= Beginning of Section =

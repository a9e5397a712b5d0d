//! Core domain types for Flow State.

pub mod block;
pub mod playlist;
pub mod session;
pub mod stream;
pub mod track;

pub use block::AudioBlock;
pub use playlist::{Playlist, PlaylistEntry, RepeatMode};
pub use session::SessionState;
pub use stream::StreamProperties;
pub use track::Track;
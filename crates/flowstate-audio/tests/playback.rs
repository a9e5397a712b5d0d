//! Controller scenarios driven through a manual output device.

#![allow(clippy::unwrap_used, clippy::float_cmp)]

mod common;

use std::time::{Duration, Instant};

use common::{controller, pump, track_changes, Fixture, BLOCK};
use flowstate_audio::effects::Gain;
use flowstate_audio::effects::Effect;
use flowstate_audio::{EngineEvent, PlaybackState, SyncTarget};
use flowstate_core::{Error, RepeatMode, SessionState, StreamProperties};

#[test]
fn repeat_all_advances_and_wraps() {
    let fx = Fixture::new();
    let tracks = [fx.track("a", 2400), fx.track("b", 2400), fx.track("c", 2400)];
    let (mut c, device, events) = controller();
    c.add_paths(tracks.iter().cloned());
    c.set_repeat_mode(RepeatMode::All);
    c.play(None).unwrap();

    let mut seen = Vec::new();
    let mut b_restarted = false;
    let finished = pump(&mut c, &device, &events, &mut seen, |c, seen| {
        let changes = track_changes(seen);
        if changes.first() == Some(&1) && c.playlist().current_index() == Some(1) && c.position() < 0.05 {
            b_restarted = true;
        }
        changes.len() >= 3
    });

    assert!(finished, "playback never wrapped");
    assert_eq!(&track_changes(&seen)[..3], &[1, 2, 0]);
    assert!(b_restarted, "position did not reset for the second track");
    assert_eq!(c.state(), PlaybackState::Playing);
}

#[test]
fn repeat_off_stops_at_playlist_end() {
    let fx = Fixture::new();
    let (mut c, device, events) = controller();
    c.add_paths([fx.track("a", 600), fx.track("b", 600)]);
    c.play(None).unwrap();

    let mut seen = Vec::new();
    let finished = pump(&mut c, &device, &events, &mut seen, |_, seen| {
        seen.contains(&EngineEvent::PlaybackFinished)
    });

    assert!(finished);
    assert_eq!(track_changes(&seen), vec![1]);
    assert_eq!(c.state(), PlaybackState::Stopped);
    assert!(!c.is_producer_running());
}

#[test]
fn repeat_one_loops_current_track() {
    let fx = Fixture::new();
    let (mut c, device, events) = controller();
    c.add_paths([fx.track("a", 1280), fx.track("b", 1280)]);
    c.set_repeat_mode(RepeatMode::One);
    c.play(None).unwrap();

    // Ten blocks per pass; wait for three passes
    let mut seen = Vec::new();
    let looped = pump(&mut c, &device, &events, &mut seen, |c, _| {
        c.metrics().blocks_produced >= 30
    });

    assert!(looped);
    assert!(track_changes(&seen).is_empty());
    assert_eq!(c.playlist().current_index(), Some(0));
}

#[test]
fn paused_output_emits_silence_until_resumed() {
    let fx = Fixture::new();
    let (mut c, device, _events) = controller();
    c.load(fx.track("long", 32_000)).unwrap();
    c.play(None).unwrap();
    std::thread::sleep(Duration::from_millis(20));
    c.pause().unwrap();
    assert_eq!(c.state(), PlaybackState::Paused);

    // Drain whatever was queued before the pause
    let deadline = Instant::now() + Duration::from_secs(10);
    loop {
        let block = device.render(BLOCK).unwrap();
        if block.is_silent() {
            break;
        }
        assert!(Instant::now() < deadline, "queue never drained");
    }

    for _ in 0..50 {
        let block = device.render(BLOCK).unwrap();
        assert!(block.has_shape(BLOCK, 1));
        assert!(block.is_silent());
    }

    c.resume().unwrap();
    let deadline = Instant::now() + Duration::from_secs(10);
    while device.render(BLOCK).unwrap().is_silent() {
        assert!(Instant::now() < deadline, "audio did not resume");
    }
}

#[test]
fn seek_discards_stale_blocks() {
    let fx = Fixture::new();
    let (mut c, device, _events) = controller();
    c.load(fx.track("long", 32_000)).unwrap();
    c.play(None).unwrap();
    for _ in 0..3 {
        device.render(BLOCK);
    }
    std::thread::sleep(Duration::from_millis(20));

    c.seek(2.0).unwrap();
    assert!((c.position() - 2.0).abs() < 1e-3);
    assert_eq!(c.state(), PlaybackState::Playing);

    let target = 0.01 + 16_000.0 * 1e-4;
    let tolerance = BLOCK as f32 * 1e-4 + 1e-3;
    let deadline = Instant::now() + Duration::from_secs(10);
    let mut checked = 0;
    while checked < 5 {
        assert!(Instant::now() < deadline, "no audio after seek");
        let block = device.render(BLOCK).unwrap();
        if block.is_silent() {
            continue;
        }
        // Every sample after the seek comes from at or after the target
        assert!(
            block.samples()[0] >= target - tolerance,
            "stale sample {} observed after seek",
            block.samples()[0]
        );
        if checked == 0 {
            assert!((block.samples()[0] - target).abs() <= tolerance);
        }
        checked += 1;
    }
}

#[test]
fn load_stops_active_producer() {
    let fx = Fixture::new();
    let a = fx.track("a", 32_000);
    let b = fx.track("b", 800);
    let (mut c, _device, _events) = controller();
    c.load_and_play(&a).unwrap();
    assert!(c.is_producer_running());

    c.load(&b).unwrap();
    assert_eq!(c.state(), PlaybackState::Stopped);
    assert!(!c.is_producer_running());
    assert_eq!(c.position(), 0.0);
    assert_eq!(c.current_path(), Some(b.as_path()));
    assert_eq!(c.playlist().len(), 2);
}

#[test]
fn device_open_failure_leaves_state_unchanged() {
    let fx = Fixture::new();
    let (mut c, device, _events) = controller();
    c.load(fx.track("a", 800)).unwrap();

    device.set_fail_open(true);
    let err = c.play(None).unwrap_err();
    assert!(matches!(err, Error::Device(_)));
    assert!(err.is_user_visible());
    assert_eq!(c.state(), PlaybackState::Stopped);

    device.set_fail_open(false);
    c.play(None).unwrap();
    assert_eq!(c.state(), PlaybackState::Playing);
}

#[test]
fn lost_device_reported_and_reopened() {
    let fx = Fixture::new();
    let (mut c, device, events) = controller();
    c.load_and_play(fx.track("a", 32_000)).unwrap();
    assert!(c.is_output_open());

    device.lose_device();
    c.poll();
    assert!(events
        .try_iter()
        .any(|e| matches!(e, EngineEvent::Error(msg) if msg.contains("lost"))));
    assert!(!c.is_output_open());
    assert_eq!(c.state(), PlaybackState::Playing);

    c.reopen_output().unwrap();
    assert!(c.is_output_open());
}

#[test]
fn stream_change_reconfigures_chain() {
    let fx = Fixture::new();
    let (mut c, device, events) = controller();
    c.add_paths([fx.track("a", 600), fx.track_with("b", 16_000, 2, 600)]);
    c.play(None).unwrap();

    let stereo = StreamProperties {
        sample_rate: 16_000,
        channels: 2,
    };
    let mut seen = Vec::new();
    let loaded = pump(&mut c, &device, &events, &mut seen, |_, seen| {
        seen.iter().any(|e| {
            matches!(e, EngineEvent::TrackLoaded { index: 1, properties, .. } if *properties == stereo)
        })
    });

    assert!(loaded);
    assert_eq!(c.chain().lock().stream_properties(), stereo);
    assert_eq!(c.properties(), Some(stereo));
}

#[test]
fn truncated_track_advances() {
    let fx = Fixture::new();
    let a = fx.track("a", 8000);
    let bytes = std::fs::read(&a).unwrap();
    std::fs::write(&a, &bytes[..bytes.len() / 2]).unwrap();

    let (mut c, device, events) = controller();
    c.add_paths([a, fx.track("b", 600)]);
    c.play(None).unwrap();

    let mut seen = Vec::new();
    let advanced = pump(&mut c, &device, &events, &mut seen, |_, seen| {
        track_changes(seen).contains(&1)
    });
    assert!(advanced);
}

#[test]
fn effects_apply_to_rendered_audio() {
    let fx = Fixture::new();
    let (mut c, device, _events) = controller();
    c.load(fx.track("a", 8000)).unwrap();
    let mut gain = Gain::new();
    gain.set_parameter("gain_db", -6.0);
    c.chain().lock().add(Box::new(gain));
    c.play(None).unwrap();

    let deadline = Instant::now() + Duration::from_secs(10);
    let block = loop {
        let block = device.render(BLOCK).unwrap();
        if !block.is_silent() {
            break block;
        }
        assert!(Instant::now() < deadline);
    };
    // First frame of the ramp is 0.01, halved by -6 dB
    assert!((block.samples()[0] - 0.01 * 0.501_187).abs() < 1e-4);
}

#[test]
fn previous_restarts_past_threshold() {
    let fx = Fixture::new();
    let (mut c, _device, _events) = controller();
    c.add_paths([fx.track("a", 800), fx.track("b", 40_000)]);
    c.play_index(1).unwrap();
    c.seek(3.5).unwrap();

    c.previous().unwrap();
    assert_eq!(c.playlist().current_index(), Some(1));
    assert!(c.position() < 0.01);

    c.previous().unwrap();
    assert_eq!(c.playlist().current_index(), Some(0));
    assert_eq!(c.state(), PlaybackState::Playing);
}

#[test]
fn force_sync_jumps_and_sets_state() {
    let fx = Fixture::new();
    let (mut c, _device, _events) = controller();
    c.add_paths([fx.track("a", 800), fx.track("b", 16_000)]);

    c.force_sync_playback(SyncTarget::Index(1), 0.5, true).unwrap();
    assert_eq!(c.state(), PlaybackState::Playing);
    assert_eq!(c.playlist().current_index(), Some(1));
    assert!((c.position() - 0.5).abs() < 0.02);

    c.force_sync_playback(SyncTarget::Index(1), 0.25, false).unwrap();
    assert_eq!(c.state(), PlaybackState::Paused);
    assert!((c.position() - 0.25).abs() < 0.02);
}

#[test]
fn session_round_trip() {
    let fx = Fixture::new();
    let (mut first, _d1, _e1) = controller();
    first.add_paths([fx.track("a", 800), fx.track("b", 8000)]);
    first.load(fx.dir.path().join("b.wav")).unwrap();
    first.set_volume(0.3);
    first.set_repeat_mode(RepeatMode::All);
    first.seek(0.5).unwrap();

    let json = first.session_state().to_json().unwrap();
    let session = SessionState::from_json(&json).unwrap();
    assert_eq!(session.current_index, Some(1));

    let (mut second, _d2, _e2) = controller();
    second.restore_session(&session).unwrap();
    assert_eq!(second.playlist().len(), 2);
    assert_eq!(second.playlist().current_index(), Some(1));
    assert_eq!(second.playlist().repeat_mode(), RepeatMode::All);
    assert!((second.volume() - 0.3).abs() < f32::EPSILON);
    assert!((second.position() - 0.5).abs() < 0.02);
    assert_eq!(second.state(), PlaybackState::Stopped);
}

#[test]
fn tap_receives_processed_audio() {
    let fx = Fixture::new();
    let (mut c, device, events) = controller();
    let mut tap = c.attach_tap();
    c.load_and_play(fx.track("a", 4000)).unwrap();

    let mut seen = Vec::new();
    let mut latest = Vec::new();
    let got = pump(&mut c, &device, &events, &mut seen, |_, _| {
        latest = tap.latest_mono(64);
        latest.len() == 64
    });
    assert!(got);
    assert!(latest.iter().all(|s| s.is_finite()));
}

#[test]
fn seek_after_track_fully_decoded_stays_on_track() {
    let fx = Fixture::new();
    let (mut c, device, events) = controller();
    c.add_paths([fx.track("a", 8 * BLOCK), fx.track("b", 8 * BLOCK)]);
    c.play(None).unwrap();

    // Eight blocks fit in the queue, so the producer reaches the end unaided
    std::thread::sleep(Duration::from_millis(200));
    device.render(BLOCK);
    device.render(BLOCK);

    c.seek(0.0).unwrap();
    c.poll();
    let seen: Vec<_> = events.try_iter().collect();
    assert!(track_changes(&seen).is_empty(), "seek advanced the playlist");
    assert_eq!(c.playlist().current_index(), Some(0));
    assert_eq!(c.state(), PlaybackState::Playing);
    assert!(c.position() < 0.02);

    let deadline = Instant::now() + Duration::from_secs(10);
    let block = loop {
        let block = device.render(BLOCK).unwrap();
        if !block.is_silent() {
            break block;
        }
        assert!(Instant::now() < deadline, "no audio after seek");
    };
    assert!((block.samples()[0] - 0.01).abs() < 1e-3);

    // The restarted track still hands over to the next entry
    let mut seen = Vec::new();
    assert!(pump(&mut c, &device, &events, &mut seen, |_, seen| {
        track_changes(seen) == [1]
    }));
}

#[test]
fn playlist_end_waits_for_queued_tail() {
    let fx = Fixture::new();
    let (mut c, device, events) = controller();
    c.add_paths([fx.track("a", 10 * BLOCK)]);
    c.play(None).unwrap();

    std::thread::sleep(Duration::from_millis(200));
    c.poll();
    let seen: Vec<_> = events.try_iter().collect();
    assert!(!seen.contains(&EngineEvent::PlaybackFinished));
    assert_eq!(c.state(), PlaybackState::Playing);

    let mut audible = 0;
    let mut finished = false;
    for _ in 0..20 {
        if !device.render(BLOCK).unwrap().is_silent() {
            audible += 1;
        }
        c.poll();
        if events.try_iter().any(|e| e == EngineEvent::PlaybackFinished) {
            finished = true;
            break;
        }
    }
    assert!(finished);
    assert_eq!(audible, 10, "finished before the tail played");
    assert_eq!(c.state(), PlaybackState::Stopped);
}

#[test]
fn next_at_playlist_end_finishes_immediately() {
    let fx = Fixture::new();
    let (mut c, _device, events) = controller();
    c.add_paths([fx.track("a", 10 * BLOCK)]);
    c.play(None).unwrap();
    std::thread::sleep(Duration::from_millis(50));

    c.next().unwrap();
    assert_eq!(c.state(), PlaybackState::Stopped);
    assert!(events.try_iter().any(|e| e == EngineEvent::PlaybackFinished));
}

= End of Section =

# [ASSIGNED TASK]
Show all lines in the entries above where the word "never" appears.

# [ANSWER]
    assert!(finished, "playback never wrapped");
        assert!(Instant::now() < deadline, "queue never drained");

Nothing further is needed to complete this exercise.